Aus der Masse hervorstechen und sich so zum Marktführer etablieren: dieser Prozess funktioniert nur mit einer klaren Strategie, offensiv transparenter Kommunikation, motivierten Mitarbeitern und der nötigen Geduld.
(Bild: gemeinfrei / CC0 )

Oftmals fehlen im Unternehmen nur „kleine“ Stellschrauben, die konsequent umgesetzt werden müssen, um zur Elite der Branche aufzusteigen – um schlussendlich Marktanteile zu gewinnen und Umsatz und Ertrag zu steigern. Ein Unternehmen, das diesen Blickwinkel kennt, arbeitet sich derzeit zum Innovationsführer vor.

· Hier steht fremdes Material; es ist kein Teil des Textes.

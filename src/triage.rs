use crate::classifier::Classifier;
use crate::decode::NormalizedMessage;
use crate::error::AppError;
use crate::imap::trash::resolve_trash_folder;
use crate::imap::{MailSession, MessageHandle};
use tracing::{error, info, warn};

const SUBJECT_LOG_CHARS: usize = 60;

#[derive(Debug, Clone, PartialEq, Eq)]
pub struct TriageOptions {
    pub mailbox: String,
    pub dry_run: bool,
    pub limit: Option<usize>,
    /// Preferred trash folder, looked up before the conventional names.
    pub trash_folder: String,
}

impl Default for TriageOptions {
    fn default() -> Self {
        Self {
            mailbox: "INBOX".to_string(),
            dry_run: false,
            limit: None,
            trash_folder: "Trash".to_string(),
        }
    }
}

/// What a run did, for the summary line and for tests.
#[derive(Debug, Clone, Default, PartialEq, Eq)]
pub struct RunReport {
    pub processed: usize,
    pub fetch_failures: usize,
    pub classified: usize,
    pub spam: usize,
    pub moved: usize,
    pub copy_failures: usize,
    pub flag_failures: usize,
    pub expunged: bool,
}

/// Attempted-message count against the optional limit.
/// Fetch failures count as attempts.
#[derive(Debug, Clone, Copy)]
struct RunCounters {
    processed: usize,
    limit: Option<usize>,
}

impl RunCounters {
    fn new(limit: Option<usize>) -> Self {
        Self {
            processed: 0,
            limit,
        }
    }

    fn limit_reached(&self) -> bool {
        self.limit.is_some_and(|limit| self.processed >= limit)
    }

    fn record_attempt(&mut self) {
        self.processed += 1;
    }
}

/// State threaded through one run. The session is borrowed exclusively.
struct TriageContext<'a> {
    session: &'a mut dyn MailSession,
    classifier: &'a dyn Classifier,
    options: &'a TriageOptions,
    counters: RunCounters,
    trash: Option<String>,
    report: RunReport,
}

/// Scans the mailbox, newest first, and moves spam to the trash folder.
///
/// Only a failed SELECT is returned as an error. The session is logged out
/// before returning either way.
pub async fn run(
    session: &mut dyn MailSession,
    classifier: &dyn Classifier,
    options: &TriageOptions,
) -> Result<RunReport, AppError> {
    let mut ctx = TriageContext {
        session,
        classifier,
        options,
        counters: RunCounters::new(options.limit),
        trash: None,
        report: RunReport::default(),
    };

    let outcome = ctx.triage().await;
    logout_quietly(ctx.session).await;
    outcome.map(|()| ctx.report)
}

async fn logout_quietly(session: &mut dyn MailSession) {
    match session.logout().await {
        Ok(()) => info!("Logged out"),
        Err(e) => warn!("Failed to logout: {}", e),
    }
}

fn truncate_subject(subject: &str) -> String {
    subject.chars().take(SUBJECT_LOG_CHARS).collect()
}

impl TriageContext<'_> {
    async fn triage(&mut self) -> Result<(), AppError> {
        self.session.select(&self.options.mailbox).await?;

        let handles = match self.session.search_all().await {
            Ok(handles) => handles,
            Err(e) => {
                error!("Search failed in {}, nothing to do: {}", self.options.mailbox, e);
                return Ok(());
            }
        };
        info!(
            "Found {} messages in {}{}",
            handles.len(),
            self.options.mailbox,
            if self.options.dry_run { " (dry run)" } else { "" }
        );

        for handle in handles.into_iter().rev() {
            if self.counters.limit_reached() {
                info!("Limit of {} messages reached", self.counters.processed);
                break;
            }
            self.counters.record_attempt();
            self.report.processed += 1;

            if let Err(e) = self.process_message(handle).await {
                warn!("Skipping message {}: {}", handle, e);
            }
        }

        if !self.options.dry_run {
            self.finalize().await;
        }

        let report = &self.report;
        info!(
            "Done: {} processed, {} classified, {} spam, {} moved, \
             {} fetch failures, {} copy failures, {} flag failures, expunged: {}",
            report.processed,
            report.classified,
            report.spam,
            report.moved,
            report.fetch_failures,
            report.copy_failures,
            report.flag_failures,
            report.expunged
        );
        Ok(())
    }

    async fn process_message(&mut self, handle: MessageHandle) -> Result<(), AppError> {
        let raw = match self.session.fetch_raw(handle).await {
            Ok(raw) => raw,
            Err(e) => {
                self.report.fetch_failures += 1;
                return Err(e);
            }
        };

        let message = NormalizedMessage::from_raw(&raw);
        let is_spam = self
            .classifier
            .is_spam(&message.classification_text())
            .await;
        self.report.classified += 1;
        info!(
            "[{}] {:?} -> {}",
            handle,
            truncate_subject(&message.subject),
            if is_spam { "SPAM" } else { "ham" }
        );

        if !is_spam {
            return Ok(());
        }
        self.report.spam += 1;

        if self.options.dry_run {
            info!(
                "[{}] dry run: would move to {}",
                handle, self.options.trash_folder
            );
            return Ok(());
        }

        let trash = self.trash_folder().await;
        if let Err(e) = self.session.copy(handle, &trash).await {
            self.report.copy_failures += 1;
            warn!("[{}] left in place: {}", handle, e);
            return Ok(());
        }

        if let Err(e) = self.session.mark_deleted(handle).await {
            self.report.flag_failures += 1;
            return Err(e);
        }
        self.report.moved += 1;
        info!("[{}] moved to {}", handle, trash);
        Ok(())
    }

    /// Resolved on first use and reused for the rest of the run.
    async fn trash_folder(&mut self) -> String {
        if let Some(trash) = &self.trash {
            return trash.clone();
        }
        let trash = resolve_trash_folder(&mut *self.session, &self.options.trash_folder).await;
        self.trash = Some(trash.clone());
        trash
    }

    async fn finalize(&mut self) {
        match self.session.expunge().await {
            Ok(()) => self.report.expunged = true,
            Err(e) => error!(
                "Expunge failed, flagged messages remain in {}: {}",
                self.options.mailbox, e
            ),
        }
    }
}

Das Unternehmen Stahlwille begleitete ich als Berater der Geschäftsführung in 2014/2015 und war dabei an der Strategieentwicklung maßgeblich beteiligt – im zweiten Schritt dann verantwortlich für die Ausarbeitung des Strategiebereichs Markenführung, Schwerpunkte Marktauftritt und Emotionalität.

Stahlwille stellt mit seinen 600 Mitarbeitern hochwertige Handwerkzeuge für namhafte Kunden aus Luftfahrt, Transport, Energie und Industrie her und vertreibt sie weltweit. Aufgrund von Turbulenzen in der Führung, aber auch durch das Fehlen einer klaren Ausrichtung und Strategie, hatte das Unternehmen im Jahr 2013 nur noch stagnierende Geschäftsverläufe zu verzeichnen. Die beim Anwender bekannte und starke Marke Stahlwille wurde nicht mehr durch Innovationen und Neuheiten nach vorne getragen. Es musste also etwas passieren!

Mit Strategie zum gemeinsamen Ziel

Wie schafft man es nun wieder auf den rechten Weg, wo andere Markteilnehmer ihre Hausaufgaben machen und auf dem Weg zum Marktführer sind?

Die neue Geschäftsführung unter dem Vorsitz von Winfried Czilwa – ehemals Geschäftsführer bei Hailo – übernahm das Unternehmen 2014 in einer offensichtlich schwierigen Situation. Seither ist Stahlwille auf einem unwahrscheinlichen Erfolgskurs.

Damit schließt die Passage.